Task objective:
Repeat, line for line, the entries below from the first line to the line containing "pub enum DiscoveryState", counting both ends.

Provided records:

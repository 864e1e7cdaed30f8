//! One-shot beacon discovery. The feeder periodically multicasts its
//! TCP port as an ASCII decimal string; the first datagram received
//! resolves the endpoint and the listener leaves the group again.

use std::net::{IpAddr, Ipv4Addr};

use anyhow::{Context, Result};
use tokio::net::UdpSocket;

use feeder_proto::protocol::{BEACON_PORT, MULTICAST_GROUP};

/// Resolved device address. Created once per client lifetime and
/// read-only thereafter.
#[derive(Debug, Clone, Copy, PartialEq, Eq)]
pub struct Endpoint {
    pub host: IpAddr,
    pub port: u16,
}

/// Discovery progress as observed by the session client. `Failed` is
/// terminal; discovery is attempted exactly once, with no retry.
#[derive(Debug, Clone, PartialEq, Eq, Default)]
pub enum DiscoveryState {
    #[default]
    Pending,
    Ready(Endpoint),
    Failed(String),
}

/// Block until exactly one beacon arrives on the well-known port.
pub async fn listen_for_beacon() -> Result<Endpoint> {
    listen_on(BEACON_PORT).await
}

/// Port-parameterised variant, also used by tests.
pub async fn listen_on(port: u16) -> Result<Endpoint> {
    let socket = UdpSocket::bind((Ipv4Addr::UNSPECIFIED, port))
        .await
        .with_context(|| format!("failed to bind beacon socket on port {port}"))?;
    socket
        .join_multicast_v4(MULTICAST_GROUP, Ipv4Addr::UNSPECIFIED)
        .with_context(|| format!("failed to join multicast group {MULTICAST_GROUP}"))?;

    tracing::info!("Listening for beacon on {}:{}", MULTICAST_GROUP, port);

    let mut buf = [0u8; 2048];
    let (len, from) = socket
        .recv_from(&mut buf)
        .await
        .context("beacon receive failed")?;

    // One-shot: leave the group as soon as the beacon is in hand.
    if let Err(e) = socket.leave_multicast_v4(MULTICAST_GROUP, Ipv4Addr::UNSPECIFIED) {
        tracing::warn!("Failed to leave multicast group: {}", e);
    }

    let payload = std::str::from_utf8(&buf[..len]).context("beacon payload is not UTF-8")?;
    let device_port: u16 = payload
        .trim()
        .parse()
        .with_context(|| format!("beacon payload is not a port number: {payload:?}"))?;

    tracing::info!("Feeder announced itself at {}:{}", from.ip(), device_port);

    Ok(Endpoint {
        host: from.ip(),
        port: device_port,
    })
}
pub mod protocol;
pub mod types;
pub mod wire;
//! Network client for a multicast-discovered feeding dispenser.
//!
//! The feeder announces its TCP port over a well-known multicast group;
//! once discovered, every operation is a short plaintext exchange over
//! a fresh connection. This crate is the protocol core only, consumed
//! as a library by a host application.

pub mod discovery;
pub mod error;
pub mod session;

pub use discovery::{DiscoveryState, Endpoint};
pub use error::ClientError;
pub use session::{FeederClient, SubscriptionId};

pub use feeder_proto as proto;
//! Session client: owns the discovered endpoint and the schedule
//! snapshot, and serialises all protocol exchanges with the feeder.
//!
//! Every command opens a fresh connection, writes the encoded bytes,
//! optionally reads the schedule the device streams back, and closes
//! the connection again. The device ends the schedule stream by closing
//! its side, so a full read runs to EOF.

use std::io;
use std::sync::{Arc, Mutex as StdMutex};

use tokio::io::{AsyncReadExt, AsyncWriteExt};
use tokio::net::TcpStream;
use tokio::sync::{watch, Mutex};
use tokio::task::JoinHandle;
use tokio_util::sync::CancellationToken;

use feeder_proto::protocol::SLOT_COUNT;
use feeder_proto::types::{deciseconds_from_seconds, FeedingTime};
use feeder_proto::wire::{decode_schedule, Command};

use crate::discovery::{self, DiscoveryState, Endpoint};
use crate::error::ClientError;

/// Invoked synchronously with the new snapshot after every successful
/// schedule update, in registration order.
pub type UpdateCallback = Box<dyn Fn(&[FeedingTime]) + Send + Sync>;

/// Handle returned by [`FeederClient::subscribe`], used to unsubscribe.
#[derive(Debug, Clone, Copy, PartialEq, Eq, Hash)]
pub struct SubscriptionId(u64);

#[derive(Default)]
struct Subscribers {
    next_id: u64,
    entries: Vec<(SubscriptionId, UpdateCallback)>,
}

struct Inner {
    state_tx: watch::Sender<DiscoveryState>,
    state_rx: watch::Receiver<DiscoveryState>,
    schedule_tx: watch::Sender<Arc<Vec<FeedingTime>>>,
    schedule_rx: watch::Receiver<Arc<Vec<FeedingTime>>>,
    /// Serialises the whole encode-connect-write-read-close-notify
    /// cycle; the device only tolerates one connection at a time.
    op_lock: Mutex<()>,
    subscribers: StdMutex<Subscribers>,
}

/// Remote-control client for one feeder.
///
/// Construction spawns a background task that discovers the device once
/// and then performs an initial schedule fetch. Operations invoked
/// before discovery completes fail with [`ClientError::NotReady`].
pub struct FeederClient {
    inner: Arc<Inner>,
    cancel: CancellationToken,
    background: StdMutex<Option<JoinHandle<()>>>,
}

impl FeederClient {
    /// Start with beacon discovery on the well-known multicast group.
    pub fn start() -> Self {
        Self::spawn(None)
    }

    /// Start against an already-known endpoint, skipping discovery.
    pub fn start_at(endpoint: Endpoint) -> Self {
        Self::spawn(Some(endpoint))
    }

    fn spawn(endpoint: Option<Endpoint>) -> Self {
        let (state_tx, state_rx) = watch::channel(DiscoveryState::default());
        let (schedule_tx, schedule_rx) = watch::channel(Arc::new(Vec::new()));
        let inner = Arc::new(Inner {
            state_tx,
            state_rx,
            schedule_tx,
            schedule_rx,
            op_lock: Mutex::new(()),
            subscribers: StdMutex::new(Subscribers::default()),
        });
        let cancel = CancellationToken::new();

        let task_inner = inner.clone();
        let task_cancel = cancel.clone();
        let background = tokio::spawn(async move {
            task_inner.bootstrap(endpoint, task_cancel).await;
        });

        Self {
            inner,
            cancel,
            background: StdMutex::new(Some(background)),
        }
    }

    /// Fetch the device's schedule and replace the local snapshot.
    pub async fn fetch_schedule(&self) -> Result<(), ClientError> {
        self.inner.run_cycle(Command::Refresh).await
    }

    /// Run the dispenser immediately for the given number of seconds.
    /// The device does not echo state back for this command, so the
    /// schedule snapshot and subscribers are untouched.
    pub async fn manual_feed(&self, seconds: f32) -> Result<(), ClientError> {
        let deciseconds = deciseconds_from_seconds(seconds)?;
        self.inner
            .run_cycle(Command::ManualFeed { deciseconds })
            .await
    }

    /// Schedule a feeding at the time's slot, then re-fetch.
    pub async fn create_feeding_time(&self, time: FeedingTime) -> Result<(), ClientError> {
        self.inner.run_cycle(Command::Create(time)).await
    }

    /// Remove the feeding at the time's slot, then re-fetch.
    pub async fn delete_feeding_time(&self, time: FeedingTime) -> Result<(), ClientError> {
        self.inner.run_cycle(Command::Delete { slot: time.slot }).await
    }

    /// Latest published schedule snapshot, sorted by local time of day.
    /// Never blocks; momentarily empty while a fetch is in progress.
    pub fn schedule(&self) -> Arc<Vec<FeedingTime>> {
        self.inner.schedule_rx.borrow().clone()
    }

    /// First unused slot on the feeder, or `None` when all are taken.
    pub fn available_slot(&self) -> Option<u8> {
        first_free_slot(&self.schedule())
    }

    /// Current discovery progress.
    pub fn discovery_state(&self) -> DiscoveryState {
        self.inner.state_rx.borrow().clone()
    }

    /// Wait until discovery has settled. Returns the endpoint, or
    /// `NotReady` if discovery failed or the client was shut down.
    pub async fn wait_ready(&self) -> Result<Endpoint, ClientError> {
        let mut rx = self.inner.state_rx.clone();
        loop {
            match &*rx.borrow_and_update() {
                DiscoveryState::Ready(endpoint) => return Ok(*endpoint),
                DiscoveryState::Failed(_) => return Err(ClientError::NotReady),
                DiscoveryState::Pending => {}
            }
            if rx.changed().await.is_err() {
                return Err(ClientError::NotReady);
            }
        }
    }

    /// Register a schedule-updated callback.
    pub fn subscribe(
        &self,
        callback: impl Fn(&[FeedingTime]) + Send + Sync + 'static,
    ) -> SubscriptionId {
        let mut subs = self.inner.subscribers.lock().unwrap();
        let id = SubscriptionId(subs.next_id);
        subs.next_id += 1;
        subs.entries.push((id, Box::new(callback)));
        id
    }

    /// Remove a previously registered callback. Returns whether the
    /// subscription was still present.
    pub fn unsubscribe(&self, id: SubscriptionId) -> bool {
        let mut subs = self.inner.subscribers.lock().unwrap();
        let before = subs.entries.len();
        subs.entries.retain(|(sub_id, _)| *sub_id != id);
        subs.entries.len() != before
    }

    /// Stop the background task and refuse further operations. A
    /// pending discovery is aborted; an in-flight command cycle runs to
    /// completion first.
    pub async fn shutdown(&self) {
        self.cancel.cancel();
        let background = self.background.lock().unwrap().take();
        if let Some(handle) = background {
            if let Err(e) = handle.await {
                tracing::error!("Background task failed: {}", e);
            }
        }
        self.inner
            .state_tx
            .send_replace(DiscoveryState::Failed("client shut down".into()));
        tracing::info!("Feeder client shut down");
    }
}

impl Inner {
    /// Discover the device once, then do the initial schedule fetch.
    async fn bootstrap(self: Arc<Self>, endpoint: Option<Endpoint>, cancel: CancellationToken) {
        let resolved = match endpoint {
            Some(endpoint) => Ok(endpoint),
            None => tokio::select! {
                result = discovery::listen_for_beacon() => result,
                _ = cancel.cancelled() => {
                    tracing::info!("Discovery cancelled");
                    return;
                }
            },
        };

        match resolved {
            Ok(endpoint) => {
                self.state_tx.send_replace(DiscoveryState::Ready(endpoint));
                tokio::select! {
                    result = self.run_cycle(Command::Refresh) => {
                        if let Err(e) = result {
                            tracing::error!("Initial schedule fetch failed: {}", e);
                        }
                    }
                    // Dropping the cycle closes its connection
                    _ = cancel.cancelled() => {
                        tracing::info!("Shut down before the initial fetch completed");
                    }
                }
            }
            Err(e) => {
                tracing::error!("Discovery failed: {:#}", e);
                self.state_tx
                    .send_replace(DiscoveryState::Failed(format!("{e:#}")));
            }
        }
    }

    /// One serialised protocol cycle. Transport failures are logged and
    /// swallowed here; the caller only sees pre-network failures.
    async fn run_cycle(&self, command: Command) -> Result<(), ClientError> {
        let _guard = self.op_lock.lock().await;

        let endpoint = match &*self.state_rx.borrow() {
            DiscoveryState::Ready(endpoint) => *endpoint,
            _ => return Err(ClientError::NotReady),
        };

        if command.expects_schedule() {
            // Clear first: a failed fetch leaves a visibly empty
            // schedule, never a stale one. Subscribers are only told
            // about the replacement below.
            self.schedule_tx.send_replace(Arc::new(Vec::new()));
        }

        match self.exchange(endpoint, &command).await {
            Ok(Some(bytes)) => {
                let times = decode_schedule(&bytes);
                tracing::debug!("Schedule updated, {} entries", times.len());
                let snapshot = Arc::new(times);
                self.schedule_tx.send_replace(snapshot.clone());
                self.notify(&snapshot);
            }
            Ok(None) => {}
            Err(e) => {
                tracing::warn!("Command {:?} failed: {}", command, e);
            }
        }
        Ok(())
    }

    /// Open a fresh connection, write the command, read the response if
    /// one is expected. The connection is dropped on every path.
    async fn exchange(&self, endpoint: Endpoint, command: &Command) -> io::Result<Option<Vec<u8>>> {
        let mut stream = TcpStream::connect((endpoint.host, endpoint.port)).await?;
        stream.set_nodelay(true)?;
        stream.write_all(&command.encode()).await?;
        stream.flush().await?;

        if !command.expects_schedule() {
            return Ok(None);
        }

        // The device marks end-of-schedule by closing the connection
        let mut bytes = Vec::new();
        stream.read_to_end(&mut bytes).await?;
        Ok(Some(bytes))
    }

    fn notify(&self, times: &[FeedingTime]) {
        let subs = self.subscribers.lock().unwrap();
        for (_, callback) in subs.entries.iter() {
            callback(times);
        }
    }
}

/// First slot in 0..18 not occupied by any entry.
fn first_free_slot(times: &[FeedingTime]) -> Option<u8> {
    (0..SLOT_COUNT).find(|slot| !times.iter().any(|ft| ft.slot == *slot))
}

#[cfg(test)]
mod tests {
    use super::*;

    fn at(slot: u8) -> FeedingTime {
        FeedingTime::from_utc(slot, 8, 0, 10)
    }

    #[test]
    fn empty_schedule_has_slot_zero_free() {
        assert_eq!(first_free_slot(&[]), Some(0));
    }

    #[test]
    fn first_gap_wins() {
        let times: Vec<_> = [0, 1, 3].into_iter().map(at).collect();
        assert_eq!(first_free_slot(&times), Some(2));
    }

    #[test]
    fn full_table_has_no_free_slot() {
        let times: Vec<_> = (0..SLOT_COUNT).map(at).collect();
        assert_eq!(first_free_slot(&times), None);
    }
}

Written reply:
repository 864e1e7cdaed30f8
//! One-shot beacon discovery. The feeder periodically multicasts its
//! TCP port as an ASCII decimal string; the first datagram received
//! resolves the endpoint and the listener leaves the group again.

use std::net::{IpAddr, Ipv4Addr};

use anyhow::{Context, Result};
use tokio::net::UdpSocket;

use feeder_proto::protocol::{BEACON_PORT, MULTICAST_GROUP};

/// Resolved device address. Created once per client lifetime and
/// read-only thereafter.
#[derive(Debug, Clone, Copy, PartialEq, Eq)]
pub struct Endpoint {
    pub host: IpAddr,
    pub port: u16,
}

/// Discovery progress as observed by the session client. `Failed` is
/// terminal; discovery is attempted exactly once, with no retry.
#[derive(Debug, Clone, PartialEq, Eq, Default)]
pub enum DiscoveryState {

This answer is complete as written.